Problem to work on: What is needed is an exact retyping of the records below, from the first line through the line that contains "not be read".

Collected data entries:
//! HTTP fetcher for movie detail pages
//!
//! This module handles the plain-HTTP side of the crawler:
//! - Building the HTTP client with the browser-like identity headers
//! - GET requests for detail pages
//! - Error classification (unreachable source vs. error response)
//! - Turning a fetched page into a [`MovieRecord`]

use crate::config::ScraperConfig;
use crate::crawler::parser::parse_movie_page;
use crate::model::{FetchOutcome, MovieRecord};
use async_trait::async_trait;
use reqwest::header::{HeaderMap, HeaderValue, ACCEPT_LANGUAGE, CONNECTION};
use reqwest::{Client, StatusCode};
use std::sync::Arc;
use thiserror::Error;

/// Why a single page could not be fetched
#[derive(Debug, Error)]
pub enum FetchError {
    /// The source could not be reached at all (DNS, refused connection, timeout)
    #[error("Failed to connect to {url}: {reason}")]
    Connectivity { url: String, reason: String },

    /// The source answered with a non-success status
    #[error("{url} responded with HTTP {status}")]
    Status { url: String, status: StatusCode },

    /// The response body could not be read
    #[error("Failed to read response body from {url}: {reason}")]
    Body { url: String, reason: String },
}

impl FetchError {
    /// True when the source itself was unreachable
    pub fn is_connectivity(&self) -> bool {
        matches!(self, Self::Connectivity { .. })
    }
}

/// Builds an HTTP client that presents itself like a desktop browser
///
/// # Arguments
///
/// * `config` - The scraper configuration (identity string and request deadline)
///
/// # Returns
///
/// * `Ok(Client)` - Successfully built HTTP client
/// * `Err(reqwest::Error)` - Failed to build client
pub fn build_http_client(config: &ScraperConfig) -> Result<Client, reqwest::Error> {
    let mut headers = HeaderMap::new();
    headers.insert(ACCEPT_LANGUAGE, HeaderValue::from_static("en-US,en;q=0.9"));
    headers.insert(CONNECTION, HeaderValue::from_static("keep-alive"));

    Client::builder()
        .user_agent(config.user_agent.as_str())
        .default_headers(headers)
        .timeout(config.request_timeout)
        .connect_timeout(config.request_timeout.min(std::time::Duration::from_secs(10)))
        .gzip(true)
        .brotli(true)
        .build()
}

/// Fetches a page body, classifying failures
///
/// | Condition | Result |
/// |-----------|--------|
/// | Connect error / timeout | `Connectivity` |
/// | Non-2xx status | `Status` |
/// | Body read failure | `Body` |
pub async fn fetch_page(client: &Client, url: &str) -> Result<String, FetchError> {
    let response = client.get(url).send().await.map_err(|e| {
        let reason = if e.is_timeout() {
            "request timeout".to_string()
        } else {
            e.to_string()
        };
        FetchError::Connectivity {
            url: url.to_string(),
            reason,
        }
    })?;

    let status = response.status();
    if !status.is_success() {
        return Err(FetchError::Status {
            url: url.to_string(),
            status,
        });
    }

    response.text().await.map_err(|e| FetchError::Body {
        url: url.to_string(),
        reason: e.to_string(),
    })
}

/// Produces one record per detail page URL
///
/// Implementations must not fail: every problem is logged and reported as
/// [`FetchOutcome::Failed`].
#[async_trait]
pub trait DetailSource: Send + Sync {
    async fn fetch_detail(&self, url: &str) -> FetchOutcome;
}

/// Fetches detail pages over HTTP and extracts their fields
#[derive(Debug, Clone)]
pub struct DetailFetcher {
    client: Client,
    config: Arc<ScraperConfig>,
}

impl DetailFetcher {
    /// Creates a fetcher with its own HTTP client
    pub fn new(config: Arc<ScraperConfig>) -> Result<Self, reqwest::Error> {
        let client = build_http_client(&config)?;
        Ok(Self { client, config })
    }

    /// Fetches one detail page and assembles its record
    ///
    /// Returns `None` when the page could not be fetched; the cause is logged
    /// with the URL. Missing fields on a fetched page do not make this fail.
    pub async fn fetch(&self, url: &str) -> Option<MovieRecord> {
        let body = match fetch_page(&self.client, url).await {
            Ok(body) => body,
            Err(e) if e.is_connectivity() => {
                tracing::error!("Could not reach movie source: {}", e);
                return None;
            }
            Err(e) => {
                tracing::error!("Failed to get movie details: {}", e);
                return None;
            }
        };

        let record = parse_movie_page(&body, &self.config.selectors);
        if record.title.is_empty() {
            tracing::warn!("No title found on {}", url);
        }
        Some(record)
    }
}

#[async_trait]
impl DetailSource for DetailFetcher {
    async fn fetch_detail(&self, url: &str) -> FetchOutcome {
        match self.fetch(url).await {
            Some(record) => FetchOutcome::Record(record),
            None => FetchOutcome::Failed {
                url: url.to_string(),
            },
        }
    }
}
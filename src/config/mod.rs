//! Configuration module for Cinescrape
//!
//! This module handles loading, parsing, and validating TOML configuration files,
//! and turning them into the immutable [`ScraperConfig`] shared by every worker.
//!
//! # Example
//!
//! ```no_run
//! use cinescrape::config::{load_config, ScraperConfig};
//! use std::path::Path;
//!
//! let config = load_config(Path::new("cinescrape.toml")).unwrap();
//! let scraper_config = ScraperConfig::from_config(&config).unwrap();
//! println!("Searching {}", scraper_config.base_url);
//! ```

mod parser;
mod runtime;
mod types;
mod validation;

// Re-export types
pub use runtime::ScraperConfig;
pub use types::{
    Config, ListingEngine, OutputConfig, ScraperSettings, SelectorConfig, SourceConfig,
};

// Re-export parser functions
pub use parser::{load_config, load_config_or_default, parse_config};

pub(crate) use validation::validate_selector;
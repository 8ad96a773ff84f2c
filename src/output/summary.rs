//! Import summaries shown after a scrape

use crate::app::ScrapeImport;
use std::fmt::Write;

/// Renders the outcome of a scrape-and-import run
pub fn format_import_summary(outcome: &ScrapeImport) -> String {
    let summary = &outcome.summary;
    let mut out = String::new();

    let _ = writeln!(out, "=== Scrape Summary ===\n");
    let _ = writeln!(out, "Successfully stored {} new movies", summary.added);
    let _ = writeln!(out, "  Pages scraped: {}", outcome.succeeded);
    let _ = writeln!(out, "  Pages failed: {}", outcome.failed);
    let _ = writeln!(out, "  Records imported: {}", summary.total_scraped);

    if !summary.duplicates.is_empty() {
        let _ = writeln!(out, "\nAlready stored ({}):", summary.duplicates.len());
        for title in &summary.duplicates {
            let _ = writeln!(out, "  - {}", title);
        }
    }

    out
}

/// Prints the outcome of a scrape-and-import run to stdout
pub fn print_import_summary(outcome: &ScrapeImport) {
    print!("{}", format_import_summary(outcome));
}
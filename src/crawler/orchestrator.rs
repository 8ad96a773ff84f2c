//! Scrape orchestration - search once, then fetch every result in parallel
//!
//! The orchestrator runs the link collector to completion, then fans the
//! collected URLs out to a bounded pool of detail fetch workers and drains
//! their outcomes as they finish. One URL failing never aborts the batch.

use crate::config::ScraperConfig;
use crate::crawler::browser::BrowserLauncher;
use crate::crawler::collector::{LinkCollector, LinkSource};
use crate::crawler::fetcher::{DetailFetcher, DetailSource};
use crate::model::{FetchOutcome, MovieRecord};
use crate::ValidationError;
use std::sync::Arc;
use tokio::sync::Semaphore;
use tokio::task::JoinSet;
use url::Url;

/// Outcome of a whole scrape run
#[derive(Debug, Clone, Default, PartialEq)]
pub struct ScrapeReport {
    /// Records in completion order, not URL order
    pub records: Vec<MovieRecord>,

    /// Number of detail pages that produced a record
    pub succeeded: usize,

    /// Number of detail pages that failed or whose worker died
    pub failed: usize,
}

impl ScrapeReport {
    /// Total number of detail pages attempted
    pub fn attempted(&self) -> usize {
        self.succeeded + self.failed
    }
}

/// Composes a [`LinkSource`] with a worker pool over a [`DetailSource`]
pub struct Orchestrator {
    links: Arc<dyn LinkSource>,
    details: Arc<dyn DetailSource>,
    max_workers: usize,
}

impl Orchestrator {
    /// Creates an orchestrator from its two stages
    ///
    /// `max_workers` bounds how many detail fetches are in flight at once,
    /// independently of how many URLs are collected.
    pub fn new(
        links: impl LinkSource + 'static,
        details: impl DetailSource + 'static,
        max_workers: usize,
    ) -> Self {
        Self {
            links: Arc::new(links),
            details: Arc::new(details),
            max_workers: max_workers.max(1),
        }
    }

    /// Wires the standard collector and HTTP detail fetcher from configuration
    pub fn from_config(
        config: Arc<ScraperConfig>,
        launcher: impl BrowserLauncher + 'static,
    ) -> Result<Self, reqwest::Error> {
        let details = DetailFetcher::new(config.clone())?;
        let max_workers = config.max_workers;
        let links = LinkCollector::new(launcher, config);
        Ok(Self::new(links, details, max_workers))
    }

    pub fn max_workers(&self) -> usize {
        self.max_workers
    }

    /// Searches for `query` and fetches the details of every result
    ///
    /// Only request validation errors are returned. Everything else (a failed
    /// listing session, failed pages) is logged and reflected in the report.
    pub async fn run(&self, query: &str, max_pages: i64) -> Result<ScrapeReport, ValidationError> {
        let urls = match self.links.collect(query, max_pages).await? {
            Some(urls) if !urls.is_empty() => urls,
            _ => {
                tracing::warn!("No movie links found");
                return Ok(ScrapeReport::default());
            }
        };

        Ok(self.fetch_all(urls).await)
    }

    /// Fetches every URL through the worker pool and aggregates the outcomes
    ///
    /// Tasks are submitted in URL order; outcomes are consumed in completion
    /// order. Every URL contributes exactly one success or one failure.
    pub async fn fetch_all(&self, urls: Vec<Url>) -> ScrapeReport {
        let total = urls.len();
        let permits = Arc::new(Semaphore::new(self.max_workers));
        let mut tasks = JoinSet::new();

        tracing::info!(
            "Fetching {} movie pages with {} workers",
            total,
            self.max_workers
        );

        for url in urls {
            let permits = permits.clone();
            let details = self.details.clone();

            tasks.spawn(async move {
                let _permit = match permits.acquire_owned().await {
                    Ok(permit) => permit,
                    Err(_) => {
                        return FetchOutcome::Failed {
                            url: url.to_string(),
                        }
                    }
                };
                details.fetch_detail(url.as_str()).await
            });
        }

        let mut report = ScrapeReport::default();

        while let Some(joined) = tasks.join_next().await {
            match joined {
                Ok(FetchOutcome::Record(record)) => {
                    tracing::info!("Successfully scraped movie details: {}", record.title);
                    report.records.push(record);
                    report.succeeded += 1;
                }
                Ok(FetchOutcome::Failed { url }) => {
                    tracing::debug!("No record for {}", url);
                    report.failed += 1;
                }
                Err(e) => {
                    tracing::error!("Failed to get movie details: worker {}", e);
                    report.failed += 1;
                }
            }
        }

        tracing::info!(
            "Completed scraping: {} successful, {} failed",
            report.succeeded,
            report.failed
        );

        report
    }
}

Expected output:
//! HTTP fetcher for movie detail pages
//!
//! This module handles the plain-HTTP side of the crawler:
//! - Building the HTTP client with the browser-like identity headers
//! - GET requests for detail pages
//! - Error classification (unreachable source vs. error response)
//! - Turning a fetched page into a [`MovieRecord`]

use crate::config::ScraperConfig;
use crate::crawler::parser::parse_movie_page;
use crate::model::{FetchOutcome, MovieRecord};
use async_trait::async_trait;
use reqwest::header::{HeaderMap, HeaderValue, ACCEPT_LANGUAGE, CONNECTION};
use reqwest::{Client, StatusCode};
use std::sync::Arc;
use thiserror::Error;

/// Why a single page could not be fetched
#[derive(Debug, Error)]
pub enum FetchError {
    /// The source could not be reached at all (DNS, refused connection, timeout)
    #[error("Failed to connect to {url}: {reason}")]
    Connectivity { url: String, reason: String },

    /// The source answered with a non-success status
    #[error("{url} responded with HTTP {status}")]
    Status { url: String, status: StatusCode },

    /// The response body could not be read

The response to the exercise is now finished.